「うらこころ」
政府が推し進める「観光立国」は、観光客優先の他者依存を増
長させるのではないかと懸念する。今では観光客の絶えない古刹
も、かつてはこの世のものと思えぬその異様な建造物が、たとえ
ば清水寺であったり、それらは異様であるが故に信者たちの切実
な願いを受け止めてきた。つまりその異様さが人々の暮らしの中
で一体化していた。ところが、今では観光客が目当ての観光地は
、もはや日々のくらしよりも観光客優先で、その地に根を持たな
い観光客のために祖先が築き上げてきた生活文化を売り物にして
その一体化は損われようとしている。地元の者は慣れ親しんだ地
に殺到する観光客に違和感を覚える。やむを得ないとは思うが、
「生活のために」これまでの穏やかな日常が壊されていく。そも
そも「観光立国」とは日本人が得意にする細やかで行き届いた「
おもてなしのこころ」によって支えられる。そして「おもてなし
のこころ」とは相手の思いを「忖度」することから生れる。しか
し、「おもてなしのこころ」に隠された経済優先の「うらこころ」
は、その地に根付いた自立した生活文化を台無しにして、われわれ
から自立意識を失わせる。
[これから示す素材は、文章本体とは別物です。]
//! Knowledge Merger
//!
//! Folds freshly extracted facts into long-lived knowledge using exact
//! string/key dedup only.

use crate::domain::entities::{
    KnowledgeState, PersonaIdentity, RelationExtraction, RelationFact, SELF_NARRATIVE_CAP,
};

/// Union new self-statements into the narrative and keep the newest
/// [`SELF_NARRATIVE_CAP`]. Returns how many statements were new.
pub fn merge_self_narrative(existing: &mut Vec<String>, incoming: Vec<String>) -> usize {
    let incoming: Vec<String> = incoming
        .into_iter()
        .map(|s| s.trim().to_string())
        .filter(|s| !s.is_empty())
        .collect();

    if !incoming.is_empty() {
        existing.retain(|s| !s.trim().is_empty());
    }

    let mut added = 0;
    for fact in incoming {
        if !existing.contains(&fact) {
            existing.push(fact);
            added += 1;
        }
    }

    if existing.len() > SELF_NARRATIVE_CAP {
        let overflow = existing.len() - SELF_NARRATIVE_CAP;
        existing.drain(..overflow);
    }

    added
}

/// Merge extracted relation entries into a list keyed by [`RelationFact::key`].
///
/// Known keys get their episodes unioned (order-preserving) and their
/// description replaced by a new non-empty one; unknown keys are appended.
/// Returns how many entries were appended.
pub fn merge_relations<T: RelationFact>(existing: &mut Vec<T>, incoming: Vec<T>) -> usize {
    let incoming: Vec<T> = incoming.into_iter().filter(|r| !r.is_placeholder()).collect();
    if incoming.is_empty() {
        return 0;
    }

    existing.retain(|r| !r.is_placeholder());

    let mut appended = 0;
    for mut entry in incoming {
        let position = existing.iter().position(|e| e.key() == entry.key());
        match position {
            Some(i) => {
                let target = &mut existing[i];
                let new_episodes = std::mem::take(entry.episodes_mut());
                union_into(target.episodes_mut(), new_episodes);
                if let Some(desc) = entry.desc().map(str::trim).filter(|d| !d.is_empty()) {
                    target.set_desc(desc.to_string());
                }
            }
            None => {
                let episodes = std::mem::take(entry.episodes_mut());
                union_into(entry.episodes_mut(), episodes);
                existing.push(entry);
                appended += 1;
            }
        }
    }

    appended
}

/// Apply a relations extraction (both lists plus the optional identity block)
pub fn merge_extraction(state: &mut KnowledgeState, extraction: RelationExtraction) {
    merge_relations(&mut state.user_relations, extraction.user_relations);
    merge_relations(&mut state.persona_relations, extraction.persona_relations);

    if let Some(identity) = extraction.identity.filter(|i| !i.is_empty()) {
        merge_identity(&mut state.identity, identity);
    }
}

fn merge_identity(existing: &mut Option<PersonaIdentity>, incoming: PersonaIdentity) {
    let current = existing.get_or_insert_with(PersonaIdentity::default);

    for (slot, value) in [
        (&mut current.name, incoming.name),
        (&mut current.age, incoming.age),
        (&mut current.job, incoming.job),
    ] {
        if let Some(v) = value.map(|v| v.trim().to_string()).filter(|v| !v.is_empty()) {
            *slot = Some(v);
        }
    }

    union_into(&mut current.notes, incoming.notes);
}

/// Order-preserving union; also drops duplicates already present in `target`
fn union_into(target: &mut Vec<String>, incoming: Vec<String>) {
    let mut merged: Vec<String> = Vec::with_capacity(target.len() + incoming.len());
    for item in target.drain(..).chain(incoming) {
        let item = item.trim().to_string();
        if !item.is_empty() && !merged.contains(&item) {
            merged.push(item);
        }
    }
    *target = merged;
}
そして一方で「おもてなしのこころ」を
掲げる「観光立国」は、官吏たちによる政治家への依存から自立性
を欠いた「うらこころ」、つまり「忖度」政治をもたらした、と言
えばすこし穿ち過ぎだろうか。何れにしても、観光客が殺到する喧
騒の中で、「わび」「さび」を美として愛しむ日本の伝統文化が再
現されるとは思えない。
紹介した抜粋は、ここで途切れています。